L’avocat introduit une demande de libération provisoire auprès de la chambre du conseil du tribunal d’arrondissement. L’affaire sera délibérée le 9 mars (voir woxx 839 et 840), mais Zübeyde Ersöz ne sera pas mise en liberté. Ceci malgré un nombre impressionnant de pièces rassemblées par l’avocat pour prouver que sa cliente ne pouvait pas avoir commis les actes terroristes dont les autorités turques l’accusent. L’avis de recherche d’Interpol comporte une liste d’actes terroristes qui se situent entre septembre 1994 et octobre 1995. Or, Zübeyde Ersöz était justement en Allemagne pendant cette période et assistait à de nombreuses auditions en relation avec sa demande d’asile politique.

En plus, l’avocat fait état des nombreuses tentatives de dénigrement de l’Etat turc envers les personnes engagées politiquement, qui sont systématiquement accusées d’actes de terrorisme pour pouvoir les faire arrêter même en dehors du territoire national.

Les autorités luxembourgeois tant politiques que judiciaires remettent ainsi le sort de Zübeyde entre les seules mains de la Turquie, qui dans un délai de quarante jours doit déposer une demande d’extradition formelle aux autorités grand-ducales. Le message a été bien reçu à Ankara, car les parents de leur fille qui n’ont pas vu leur fille depuis une douzaine d’années, ont reçu la visite d’agents de la sécurité turque pour leur faire signer un papier qui comporte la vraie photo de Zübeyde, le jour qui suivait son arrestation à Luxembourg.

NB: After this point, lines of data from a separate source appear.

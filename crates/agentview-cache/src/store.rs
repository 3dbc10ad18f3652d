//! Resource snapshot cache using moka
//!
//! Stores the last good value per resource key so that views can render
//! immediately while a revalidation is in flight.

use dashmap::DashMap;
use moka::sync::Cache;
use std::any::Any;
use std::sync::Arc;
use std::time::Duration;
use tokio::time::Instant;

/// Default time-to-live for cached snapshots
pub const DEFAULT_TTL: Duration = Duration::from_secs(30);

/// Statistics for cache monitoring
#[derive(Debug, Clone, Copy, Default)]
pub struct CacheStats {
    /// Approximate number of entries in cache
    pub entry_count: u64,
    /// Number of keys with request sequence tracking
    pub tracked_keys: usize,
}

/// One cached snapshot
#[derive(Clone)]
pub struct CacheEntry {
    /// Resource key
    pub key: Arc<str>,
    /// Opaque value
    pub data: Arc<dyn Any + Send + Sync>,
    /// When the value was stored
    pub stored_at: Instant,
}

impl CacheEntry {
    /// Age of the entry
    #[inline]
    #[must_use]
    pub fn age(&self) -> Duration {
        self.stored_at.elapsed()
    }

    /// Downcast the opaque value
    #[inline]
    #[must_use]
    pub fn value<T: Clone + 'static>(&self) -> Option<T> {
        self.data.downcast_ref::<T>().cloned()
    }
}

impl std::fmt::Debug for CacheEntry {
    fn fmt(&self, f: &mut std::fmt::Formatter<'_>) -> std::fmt::Result {
        f.debug_struct("CacheEntry")
            .field("key", &self.key)
            .field("stored_at", &self.stored_at)
            .finish_non_exhaustive()
    }
}

#[derive(Debug, Clone, Copy, Default)]
struct KeySequence {
    issued: u64,
    accepted: u64,
}

/// Keyed resource snapshot store
///
/// - Entries older than the TTL read as absent (lazy expiry, checked on read)
/// - `invalidate` removes entries by key substring
/// - Per-key request sequences let concurrent fetchers discard stale
///   out-of-order resolutions
///
/// Stores are unbounded unless built with a capacity. A bounded store may
/// evict live entries, which then read as absent before their TTL.
///
/// Cloning is cheap; clones share the same underlying store.
#[derive(Debug, Clone)]
pub struct CacheStore {
    inner: Cache<String, CacheEntry>,
    sequences: Arc<DashMap<String, KeySequence>>,
    ttl: Duration,
}

impl CacheStore {
    /// Create store with TTL and an optional max capacity
    #[must_use]
    pub fn new(ttl: Duration, max_capacity: Option<u64>) -> Self {
        let mut builder = Cache::builder().time_to_live(ttl);
        if let Some(capacity) = max_capacity {
            builder = builder.max_capacity(capacity);
        }
        Self {
            inner: builder.build(),
            sequences: Arc::new(DashMap::new()),
            ttl,
        }
    }

    /// Create unbounded store with TTL
    #[inline]
    #[must_use]
    pub fn with_ttl(ttl: Duration) -> Self {
        Self::new(ttl, None)
    }

    /// Configured time-to-live
    #[inline]
    #[must_use]
    pub fn ttl(&self) -> Duration {
        self.ttl
    }

    /// Get the raw entry, absent if missing or expired
    #[must_use]
    pub fn get_entry(&self, key: &str) -> Option<CacheEntry> {
        let entry = self.inner.get(key)?;
        if entry.age() >= self.ttl {
            tracing::trace!(key, "cache entry expired");
            return None;
        }
        Some(entry)
    }

    /// Get a typed value, absent if missing, expired or of another type
    #[inline]
    #[must_use]
    pub fn get<T: Clone + Send + Sync + 'static>(&self, key: &str) -> Option<T> {
        self.get_entry(key).and_then(|entry| entry.value::<T>())
    }

    /// Check if a live entry exists for key
    #[inline]
    #[must_use]
    pub fn contains(&self, key: &str) -> bool {
        self.get_entry(key).is_some()
    }

    /// Store a value, overwriting any previous entry and resetting its age
    pub fn set<T: Send + Sync + 'static>(&self, key: &str, value: T) {
        let entry = CacheEntry {
            key: Arc::from(key),
            data: Arc::new(value),
            stored_at: Instant::now(),
        };
        self.inner.insert(key.to_string(), entry);
    }

    /// Remove every entry whose key contains `pattern`, or all entries
    ///
    /// Returns the number of entries removed. Removal is visible to the
    /// next read as soon as this returns.
    pub fn invalidate(&self, pattern: Option<&str>) -> usize {
        // Per-key removal keeps entries written right after this call visible
        let matching: Vec<Arc<String>> = self
            .inner
            .iter()
            .map(|(key, _)| key)
            .filter(|key| pattern.map_or(true, |p| key.contains(p)))
            .collect();

        for key in &matching {
            self.inner.invalidate(key.as_str());
        }

        tracing::debug!(?pattern, count = matching.len(), "invalidated cache entries");
        matching.len()
    }

    /// Issue the next request sequence number for key
    pub fn begin_request(&self, key: &str) -> u64 {
        let mut seq = self.sequences.entry(key.to_string()).or_default();
        seq.issued += 1;
        seq.issued
    }

    /// Store `value` if `seq` is not older than the accepted resolution
    ///
    /// Returns `false` (and leaves the cache untouched) when a more recent
    /// request for the same key has already been accepted.
    pub fn commit<T: Send + Sync + 'static>(&self, key: &str, seq: u64, value: T) -> bool {
        let mut tracked = self.sequences.entry(key.to_string()).or_default();
        if seq < tracked.accepted {
            tracing::debug!(key, seq, accepted = tracked.accepted, "discarding stale resolution");
            return false;
        }
        tracked.accepted = seq;
        tracked.issued = tracked.issued.max(seq);
        // Written while the sequence guard is held so commits for one key serialize
        self.set(key, value);
        true
    }

    /// Accept a resolution with `seq` without writing a value
    ///
    /// Used for failed resolutions: older requests resolving later are then
    /// discarded by `commit`. Returns `false` when a more recent request has
    /// already been accepted.
    pub fn accept(&self, key: &str, seq: u64) -> bool {
        let mut tracked = self.sequences.entry(key.to_string()).or_default();
        if seq < tracked.accepted {
            tracing::debug!(key, seq, accepted = tracked.accepted, "discarding stale resolution");
            return false;
        }
        tracked.accepted = seq;
        tracked.issued = tracked.issued.max(seq);
        true
    }

    /// Most recently accepted request sequence for key (0 if none)
    #[inline]
    #[must_use]
    pub fn accepted_sequence(&self, key: &str) -> u64 {
        self.sequences.get(key).map_or(0, |seq| seq.accepted)
    }

    /// Check if a resolution with `seq` would still be accepted
    #[inline]
    #[must_use]
    pub fn is_current(&self, key: &str, seq: u64) -> bool {
        seq >= self.accepted_sequence(key)
    }

    /// Get cache statistics
    #[must_use]
    pub fn stats(&self) -> CacheStats {
        CacheStats {
            entry_count: self.inner.entry_count(),
            tracked_keys: self.sequences.len(),
        }
    }
}

impl Default for CacheStore {
    /// Create unbounded store with default TTL (30s)
    fn default() -> Self {
        Self::new(DEFAULT_TTL, None)
    }
}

Entretemps, une demande d’extradition non formelle a été remise aux instances luxembourgeoises, il manque encore la signature du ministre des affaires étrangères turc, ce qui devrait se faire dans les prochains jours.

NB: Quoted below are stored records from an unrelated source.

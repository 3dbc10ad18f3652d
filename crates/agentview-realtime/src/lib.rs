//! agentview realtime layer
//!
//! Turns the push channel of an analysis session into a renderable
//! [`SessionView`]:
//! - [`events`]: push envelope decoding into typed [`SessionEvent`]s
//! - [`reducer`]: pure `(view, event) -> view` transitions
//! - [`RealtimeEventProcessor`]: ordered application of a frame stream
//! - [`PollingFallbackController`]: status polling when no push channel exists
//! - [`SessionMonitor`]: push first, polling as fallback, one view either way
//!
//! # Example
//!
//! ```rust
//! use agentview_realtime::prelude::*;
//! use agentview_realtime::events::{AgentRef, EventFrame, SessionEvent};
//!
//! let ctx = ReduceContext::new("orchestrator");
//! let frame = EventFrame::new(SessionEvent::AgentStarted {
//!     agent: AgentRef { id: "icp_agent".into(), name: None },
//!     message: None,
//!     progress: None,
//! });
//!
//! let transition = reduce(SessionView::new("a-1"), &frame, &ctx);
//! assert!(transition.applied);
//! assert_eq!(transition.view.edges.len(), 1);
//! ```

#![warn(missing_docs)]
#![warn(unreachable_pub)]

pub mod events;
pub mod monitor;
pub mod polling;
pub mod processor;
pub mod reducer;
pub mod source;
pub mod transport;

// Re-exports for convenience
pub use events::{decode, Decoded, EventFrame, PushEnvelope, SessionEvent};
pub use monitor::{MonitorMode, SessionMonitor};
pub use polling::{CancelHandle, PollPhase, PollState, PollingFallbackController, DEFAULT_POLL_INTERVAL};
pub use processor::{RealtimeEventProcessor, StreamEnd};
pub use reducer::{reduce, Effect, ReduceContext, SessionView, Transition};
pub use source::{FnSource, SessionSource};
pub use transport::{ChannelTransport, FrameSender, FrameStream, PushTransport, WebSocketTransport};

/// Prelude module for common imports
pub mod prelude {
    //! Common imports for following sessions
    pub use crate::{
        reduce, PollPhase, PollingFallbackController, PushTransport, RealtimeEventProcessor,
        ReduceContext, SessionMonitor, SessionSource, SessionView, WebSocketTransport,
    };
}

/// Version of this crate
pub const VERSION: &str = env!("CARGO_PKG_VERSION");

Il appartiendra alors à la chambre de conseil de la cour d’appel de statuer sur le sort de la journaliste kurde. Si elle tranche en sa faveur, l’affaire est définitivement classée et elle sera libérée. Dans le cas contraire, le dernier mot reviendra au ministre de la justice qui peut s’opposer à une extradition. Si l’avocat se dit optimiste de pouvoir convaincre les autorités luxembourgeoises qu’une extradition est injustifiée, le déroulement de cette affaire jusqu’à ce jour laisse cependant présager du pire.

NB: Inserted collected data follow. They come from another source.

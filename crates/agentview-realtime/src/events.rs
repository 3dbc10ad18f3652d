//! Push channel envelope and typed session events
//!
//! Frames arrive as JSON objects discriminated by `type`. Known types decode
//! into [`SessionEvent`]; unknown types decode to [`Decoded::Ignored`] and
//! malformed frames are a `ClientError::Parse`.

use agentview_core::lenient::{clamp_progress, error_text};
use agentview_core::{ClientError, ClientResult};
use chrono::{DateTime, Utc};
use serde::{Deserialize, Serialize};
use serde_json::Value;

/// Discovery kind used when an agent-to-agent frame does not name one
pub const DEFAULT_DISCOVERY_KIND: &str = "insight";

/// Raw push channel frame
#[derive(Debug, Clone, Default, PartialEq, Serialize, Deserialize)]
#[serde(rename_all = "camelCase")]
pub struct PushEnvelope {
    /// Frame discriminator
    #[serde(rename = "type")]
    pub kind: String,
    /// Session the frame belongs to
    #[serde(default, alias = "analysis_id")]
    pub analysis_id: Option<String>,
    /// Subject agent
    #[serde(default, alias = "agent_id")]
    pub agent_id: Option<String>,
    /// Subject agent display name
    #[serde(default, alias = "agent_name")]
    pub agent_name: Option<String>,
    /// Sender of an agent-to-agent message
    #[serde(default, alias = "from_agent")]
    pub from_agent: Option<String>,
    /// Receiver of an agent-to-agent message
    #[serde(default, alias = "to_agent")]
    pub to_agent: Option<String>,
    /// Discovery kind of an agent-to-agent message
    #[serde(default, alias = "discovery_type")]
    pub discovery_type: Option<String>,
    /// Free-form status
    #[serde(default)]
    pub status: Option<String>,
    /// Progress (0-100, integer or float)
    #[serde(default)]
    pub progress: Option<f64>,
    /// Human-readable text
    #[serde(default)]
    pub message: Option<String>,
    /// Result payload or reference
    #[serde(default)]
    pub result: Option<Value>,
    /// Error text or object
    #[serde(default)]
    pub error: Option<Value>,
    /// Server timestamp (RFC 3339)
    #[serde(default)]
    pub timestamp: Option<String>,
}

/// Agent named by an event
#[derive(Debug, Clone, PartialEq, Eq)]
pub struct AgentRef {
    /// Agent id
    pub id: String,
    /// Display name
    pub name: Option<String>,
}

/// One typed session event
#[derive(Debug, Clone, PartialEq)]
pub enum SessionEvent {
    /// Pipeline accepted the session
    SessionStarted {
        /// Announcement text
        message: Option<String>,
    },
    /// An agent began working
    AgentStarted {
        /// Agent
        agent: AgentRef,
        /// Status line
        message: Option<String>,
        /// Overall session progress
        progress: Option<u8>,
    },
    /// An agent finished
    AgentCompleted {
        /// Agent
        agent: AgentRef,
        /// Completion text
        message: Option<String>,
        /// Overall session progress
        progress: Option<u8>,
    },
    /// Pipeline finished successfully
    SessionCompleted {
        /// Result payload or reference, if pushed
        result: Option<Value>,
        /// Summary text
        message: Option<String>,
    },
    /// Pipeline failed
    SessionFailed {
        /// Server-reported error
        error: String,
    },
    /// One agent handed a discovery to another
    AgentToAgent {
        /// Sender
        from: AgentRef,
        /// Receiver
        to: String,
        /// Discovery kind (insight, lead, competitor, ...)
        discovery_kind: String,
        /// Message text
        message: Option<String>,
    },
}

impl SessionEvent {
    /// Wire name of the event kind
    #[must_use]
    pub fn kind(&self) -> &'static str {
        match self {
            Self::SessionStarted { .. } => "analysis_started",
            Self::AgentStarted { .. } => "agent_started",
            Self::AgentCompleted { .. } => "agent_completed",
            Self::SessionCompleted { .. } => "analysis_completed",
            Self::SessionFailed { .. } => "error",
            Self::AgentToAgent { .. } => "a2a_message",
        }
    }
}

/// A typed event plus frame metadata
#[derive(Debug, Clone, PartialEq)]
pub struct EventFrame {
    /// Session named by the frame, if any
    pub session_id: Option<String>,
    /// Server timestamp, if present and valid
    pub timestamp: Option<DateTime<Utc>>,
    /// The event
    pub event: SessionEvent,
}

impl EventFrame {
    /// Frame with no metadata
    #[inline]
    #[must_use]
    pub fn new(event: SessionEvent) -> Self {
        Self {
            session_id: None,
            timestamp: None,
            event,
        }
    }

    /// Frame addressed to a session
    #[inline]
    #[must_use]
    pub fn for_session(mut self, session_id: impl Into<String>) -> Self {
        self.session_id = Some(session_id.into());
        self
    }
}

/// Outcome of decoding one frame
#[derive(Debug, Clone, PartialEq)]
pub enum Decoded {
    /// Known event
    Event(EventFrame),
    /// Well-formed frame of an unknown type
    Ignored(String),
}

/// Decode a text frame
///
/// # Errors
/// - `ClientError::Parse` if the frame is not a JSON object with a `type`,
///   or a known type lacks a required field
pub fn decode(text: &str) -> ClientResult<Decoded> {
    let envelope: PushEnvelope = serde_json::from_str(text)?;
    envelope.into_decoded()
}

impl PushEnvelope {
    /// Convert into a typed event
    ///
    /// # Errors
    /// - `ClientError::Parse` if a known type lacks a required field
    pub fn into_decoded(self) -> ClientResult<Decoded> {
        let timestamp = self
            .timestamp
            .as_deref()
            .and_then(|ts| DateTime::parse_from_rfc3339(ts).ok())
            .map(|ts| ts.with_timezone(&Utc));
        let progress = self.progress.map(clamp_progress);

        let event = match self.kind.as_str() {
            "analysis_started" => SessionEvent::SessionStarted {
                message: self.message,
            },
            "agent_started" => SessionEvent::AgentStarted {
                agent: required_agent(self.agent_id, self.agent_name, "agent_started")?,
                message: self.message,
                progress,
            },
            "agent_completed" => SessionEvent::AgentCompleted {
                agent: required_agent(self.agent_id, self.agent_name, "agent_completed")?,
                message: self.message,
                progress,
            },
            "analysis_completed" => SessionEvent::SessionCompleted {
                result: self.result,
                message: self.message,
            },
            "error" => SessionEvent::SessionFailed {
                error: self
                    .error
                    .map(error_text)
                    .or(self.message)
                    .unwrap_or_else(|| "unknown error".to_string()),
            },
            "a2a_message" => {
                let from = self.from_agent.or(self.agent_id);
                let from = required_agent(from, self.agent_name, "a2a_message")?;
                let to = self
                    .to_agent
                    .filter(|id| !id.is_empty())
                    .ok_or_else(|| ClientError::Parse("a2a_message without toAgent".to_string()))?;
                SessionEvent::AgentToAgent {
                    from,
                    to,
                    discovery_kind: self
                        .discovery_type
                        .unwrap_or_else(|| DEFAULT_DISCOVERY_KIND.to_string()),
                    message: self.message,
                }
            }
            _ => return Ok(Decoded::Ignored(self.kind)),
        };

        Ok(Decoded::Event(EventFrame {
            session_id: self.analysis_id,
            timestamp,
            event,
        }))
    }
}

fn required_agent(id: Option<String>, name: Option<String>, kind: &str) -> ClientResult<AgentRef> {
    match id {
        Some(id) if !id.is_empty() => Ok(AgentRef { id, name }),
        _ => Err(ClientError::Parse(format!("{kind} without agentId"))),
    }
}

#[cfg(test)]
mod tests {
    use super::*;
    use pretty_assertions::assert_eq;

    fn event(text: &str) -> SessionEvent {
        match decode(text).unwrap() {
            Decoded::Event(frame) => frame.event,
            Decoded::Ignored(kind) => panic!("unexpectedly ignored {kind}"),
        }
    }

    #[test]
    fn decodes_agent_started() {
        let ev = event(r#"{"type":"agent_started","agentId":"icp_agent","agentName":"ICP Agent","progress":12.6}"#);
        assert_eq!(
            ev,
            SessionEvent::AgentStarted {
                agent: AgentRef {
                    id: "icp_agent".to_string(),
                    name: Some("ICP Agent".to_string()),
                },
                message: None,
                progress: Some(13),
            }
        );
    }

    #[test]
    fn decodes_snake_case_fields() {
        let ev = event(r#"{"type":"agent_completed","agent_id":"lead_agent"}"#);
        assert!(matches!(ev, SessionEvent::AgentCompleted { agent, .. } if agent.id == "lead_agent"));
    }

    #[test]
    fn decodes_a2a_with_default_kind() {
        let ev = event(r#"{"type":"a2a_message","fromAgent":"a","toAgent":"b"}"#);
        assert_eq!(
            ev,
            SessionEvent::AgentToAgent {
                from: AgentRef {
                    id: "a".to_string(),
                    name: None
                },
                to: "b".to_string(),
                discovery_kind: DEFAULT_DISCOVERY_KIND.to_string(),
                message: None,
            }
        );
    }

    #[test]
    fn a2a_falls_back_to_agent_id_as_sender() {
        let ev = event(r#"{"type":"a2a_message","agentId":"a","toAgent":"b","discoveryType":"lead"}"#);
        assert!(matches!(ev, SessionEvent::AgentToAgent { from, discovery_kind, .. }
            if from.id == "a" && discovery_kind == "lead"));
    }

    #[test]
    fn error_frame_text_sources() {
        assert_eq!(
            event(r#"{"type":"error","error":"boom"}"#),
            SessionEvent::SessionFailed {
                error: "boom".to_string()
            }
        );
        assert_eq!(
            event(r#"{"type":"error","error":{"message":"quota"}}"#),
            SessionEvent::SessionFailed {
                error: "quota".to_string()
            }
        );
        assert_eq!(
            event(r#"{"type":"error","message":"fallback"}"#),
            SessionEvent::SessionFailed {
                error: "fallback".to_string()
            }
        );
    }

    #[test]
    fn unknown_type_is_ignored() {
        let decoded = decode(r#"{"type":"heartbeat"}"#).unwrap();
        assert_eq!(decoded, Decoded::Ignored("heartbeat".to_string()));
    }

    #[test]
    fn malformed_frames_are_parse_errors() {
        assert!(matches!(decode("not json"), Err(ClientError::Parse(_))));
        assert!(matches!(decode(r#"{"agentId":"x"}"#), Err(ClientError::Parse(_))));
        assert!(matches!(
            decode(r#"{"type":"agent_started"}"#),
            Err(ClientError::Parse(_))
        ));
        assert!(matches!(
            decode(r#"{"type":"a2a_message","fromAgent":"a"}"#),
            Err(ClientError::Parse(_))
        ));
    }

    #[test]
    fn frame_metadata_is_kept() {
        let decoded = decode(
            r#"{"type":"analysis_started","analysisId":"s1","timestamp":"2024-05-01T10:00:00Z"}"#,
        )
        .unwrap();
        let Decoded::Event(frame) = decoded else {
            panic!("expected event");
        };
        assert_eq!(frame.session_id.as_deref(), Some("s1"));
        assert_eq!(
            frame.timestamp.map(|ts| ts.to_rfc3339()),
            Some("2024-05-01T10:00:00+00:00".to_string())
        );
    }

    #[test]
    fn progress_is_clamped() {
        assert_eq!(clamp_progress(-3.0), 0);
        assert_eq!(clamp_progress(140.0), 100);
        assert_eq!(clamp_progress(f64::NAN), 0);
    }
}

Indépendamment de cette procédure en relation avec l’avis de recherche international, l’avocat de Zübeyde Ersöz a formulé un recours gracieux à l’adresse du ministre des affaires étrangères relative à la demande d’asile politique. Celui-ci devra réagir jusqu’à la mi-avril pour éventuellement revenir sur sa décision initiale de ne pas accorder l’asile politique. Jusqu’à présent, le ministre n’a pas pris position et il n’a pas donné suite aux demandes répétées de la rédaction du woxx, d’expliquer sa décision initiale, prise dans la hâte.